Seconda ristampa del libro ”Il presepe antropologico:il cammino dell’umanità,dalle antiche civiltà passando nella Napoli del ‘700,nel Piemonte,fino ad oggi". Il volume racconta il progetto ideato dagli artisti Alessandra Relmi e Felice Pavese, originari dell’Irpinia ma residenti in Piemonte.
Inizia un nuovo viaggio per ripercorrere le radici delle feste antiche , come le ricorrenze estive, per ringraziare la madre terra, per il buon raccolto, e, avvicinarsi alla grande festa del solstizio d’inverno, che poi nella data del 25dicembre, con il cristianesimo, si festeggia il Natale.
Riti, fede, credenze e feste: il filo rosso della tradizione che tiene uniti
"Un itinerario nell’evoluzione dell’umanità, un legame profondo tra storia, comunità e territori, attraverso riti, credenze, feste - spiegano gli autoti -. Questo pomeriggio alle ore 17 la presentazione nel Castello della Leonessa, a Montemiletto.
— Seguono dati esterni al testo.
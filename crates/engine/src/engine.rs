//! Instrument-keyed tick engine.
//!
//! Owns one [`InstrumentState`] per symbol, created on the first tick for
//! that symbol. Instruments share nothing, so a caller may shard symbols
//! across several engines and run them in parallel.

use std::collections::HashMap;
use tickagg_core::{
    try_ts_to_minute, validate_fields, EngineConfig, Result, Tick, TickOutcome, TimestampMs,
    VwapPoint,
};
use tracing::debug;

use crate::instrument::{InstrumentSnapshot, InstrumentState};
use crate::stats::EngineStats;

/// Single-owner streaming engine.
#[derive(Debug, Clone)]
pub struct TickEngine {
    config: EngineConfig,
    instruments: HashMap<String, InstrumentState>,
    stats: EngineStats,
}

impl TickEngine {
    /// Create an engine, validating the configuration.
    pub fn new(config: EngineConfig) -> Result<Self> {
        config.validate()?;
        Ok(Self {
            config,
            instruments: HashMap::new(),
            stats: EngineStats::default(),
        })
    }

    /// Process one trade.
    ///
    /// Returns [`tickagg_core::Error::LateDropped`] for ticks behind the grace
    /// period; that error is informational and the engine stays usable.
    pub fn ingest(
        &mut self,
        ts_ms: TimestampMs,
        symbol: &str,
        price: f64,
        quantity: f64,
    ) -> Result<TickOutcome> {
        let result = self.apply(ts_ms, symbol, price, quantity);
        self.stats.record(&result);
        result
    }

    /// Process one trade from a [`Tick`].
    pub fn ingest_tick(&mut self, tick: &Tick) -> Result<TickOutcome> {
        self.ingest(tick.ts_ms, &tick.symbol, tick.price, tick.quantity)
    }

    fn apply(&mut self, ts_ms: TimestampMs, symbol: &str, price: f64, quantity: f64) -> Result<TickOutcome> {
        validate_fields(symbol, price, quantity)?;
        let minute = try_ts_to_minute(ts_ms)?;

        let config = &self.config;
        let state = self
            .instruments
            .entry(symbol.to_string())
            .or_insert_with(|| {
                debug!(symbol, "Creating instrument state");
                InstrumentState::new(symbol, config)
            });

        state.apply(minute, price, quantity)
    }

    /// Running average trade size for `symbol`.
    pub fn average_trade_size(&self, symbol: &str) -> Option<f64> {
        self.instruments.get(symbol)?.average_trade_size()
    }

    /// Number of trades recorded for `symbol`.
    pub fn trade_count(&self, symbol: &str) -> u64 {
        self.instruments
            .get(symbol)
            .map_or(0, |s| s.trade_size().trade_count())
    }

    /// Copy of the VWAP output series for `symbol` (empty if unknown).
    pub fn vwap_series(&self, symbol: &str) -> Vec<VwapPoint> {
        self.instruments
            .get(symbol)
            .map(InstrumentState::vwap_series)
            .unwrap_or_default()
    }

    /// VWAP of the newest series entry.
    pub fn latest_vwap(&self, symbol: &str) -> Option<f64> {
        self.instruments.get(symbol)?.latest_vwap()
    }

    pub fn snapshot(&self, symbol: &str) -> Option<InstrumentSnapshot> {
        self.instruments.get(symbol).map(InstrumentState::snapshot)
    }

    pub fn instrument(&self, symbol: &str) -> Option<&InstrumentState> {
        self.instruments.get(symbol)
    }

    /// Known symbols, sorted.
    pub fn symbols(&self) -> Vec<String> {
        let mut symbols: Vec<String> = self.instruments.keys().cloned().collect();
        symbols.sort();
        symbols
    }

    pub fn is_quarantined(&self, symbol: &str) -> bool {
        self.instruments
            .get(symbol)
            .is_some_and(InstrumentState::is_quarantined)
    }

    /// Drop all state for `symbol`. Returns whether it existed.
    pub fn evict(&mut self, symbol: &str) -> bool {
        let existed = self.instruments.remove(symbol).is_some();
        if existed {
            debug!(symbol, "Evicted instrument state");
        }
        existed
    }

    /// Discard `symbol`'s state, lifting any quarantine.
    pub fn reset(&mut self, symbol: &str) {
        if let Some(state) = self.instruments.get_mut(symbol) {
            state.reset();
        }
    }

    pub fn stats(&self) -> &EngineStats {
        &self.stats
    }

    pub fn config(&self) -> &EngineConfig {
        &self.config
    }
}
//! Error types for the tick aggregation engine.

use crate::types::TimestampMs;
use thiserror::Error;

/// Result type alias using our Error type.
pub type Result<T> = std::result::Result<T, Error>;

/// Main error type for the tick aggregation engine.
#[derive(Error, Debug)]
pub enum Error {
    /// Ring-buffer addressing beyond its capacity.
    #[error("Offset {delta} out of range for window capacity {capacity}")]
    OutOfRange { delta: i64, capacity: usize },

    /// Tick arrived further behind the tail than the grace period allows.
    #[error("Late tick dropped for {symbol}: minute {minute} is behind tail {tail_minute} by more than {grace} minutes")]
    LateDropped {
        symbol: String,
        minute: TimestampMs,
        tail_minute: TimestampMs,
        grace: u32,
    },

    /// A looked-up slot does not hold the minute it should represent.
    #[error("Inconsistent slot: expected minute {expected}, found {found}")]
    InconsistentSlot {
        expected: TimestampMs,
        found: TimestampMs,
    },

    /// Instrument stopped accepting ticks after a fatal error.
    #[error("Instrument quarantined: {0}")]
    Quarantined(String),

    /// Input record that could not be turned into a tick.
    #[error("Malformed input: {0}")]
    MalformedInput(String),

    /// Configuration error.
    #[error("Configuration error: {0}")]
    Config(String),

    /// I/O error.
    #[error("I/O error: {0}")]
    Io(#[from] std::io::Error),

    /// JSON serialization/deserialization error.
    #[error("JSON error: {0}")]
    Json(#[from] serde_json::Error),
}

impl Error {
    /// Create a configuration error.
    pub fn config(msg: impl Into<String>) -> Self {
        Error::Config(msg.into())
    }

    /// Create a malformed input error.
    pub fn malformed(msg: impl Into<String>) -> Self {
        Error::MalformedInput(msg.into())
    }

    /// Create an out-of-range error.
    pub fn out_of_range(delta: i64, capacity: usize) -> Self {
        Error::OutOfRange { delta, capacity }
    }

    /// Fatal errors corrupt an instrument's state and quarantine it.
    pub fn is_fatal(&self) -> bool {
        matches!(self, Error::OutOfRange { .. } | Error::InconsistentSlot { .. })
    }

    /// Late drops are part of normal operation.
    pub fn is_late_drop(&self) -> bool {
        matches!(self, Error::LateDropped { .. })
    }
}

#[cfg(test)]
mod tests {
    use super::*;

    #[test]
    fn test_fatal_classification() {
        assert!(Error::out_of_range(-8, 8).is_fatal());
        assert!(Error::InconsistentSlot { expected: 0, found: 60_000 }.is_fatal());
        assert!(!Error::malformed("bad").is_fatal());
        assert!(!Error::Quarantined("AAPL".into()).is_fatal());

        let late = Error::LateDropped {
            symbol: "AAPL".into(),
            minute: 0,
            tail_minute: 240_000,
            grace: 3,
        };
        assert!(!late.is_fatal());
        assert!(late.is_late_drop());
    }
}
Saranno presenti il sindaco Minichiello, l'assessore Ragno, l'onorevole Gubitosa, il parroco del paese don Luca Cennerazzo, Antonello Portera, Francesco Risso, Valerio Ricciardelli, Pasquale Luca Nacca, Don Vitaliano della Sala, Francesca Vitelli e a moderare l'incontro sarà Rita Paola Maietta.
"Nel progetto si è sviluppata la cultura degli “spauracchi”(indicava lo spaventapasseri nei campi, ma oggi si usa quasi sempre in senso figurato) in quanto il progetto affronta anche il tema del “mondo sommerso”del Maestro Roberto De Simone ,a cui è stato dedicato il libro - spiegano gli autori -.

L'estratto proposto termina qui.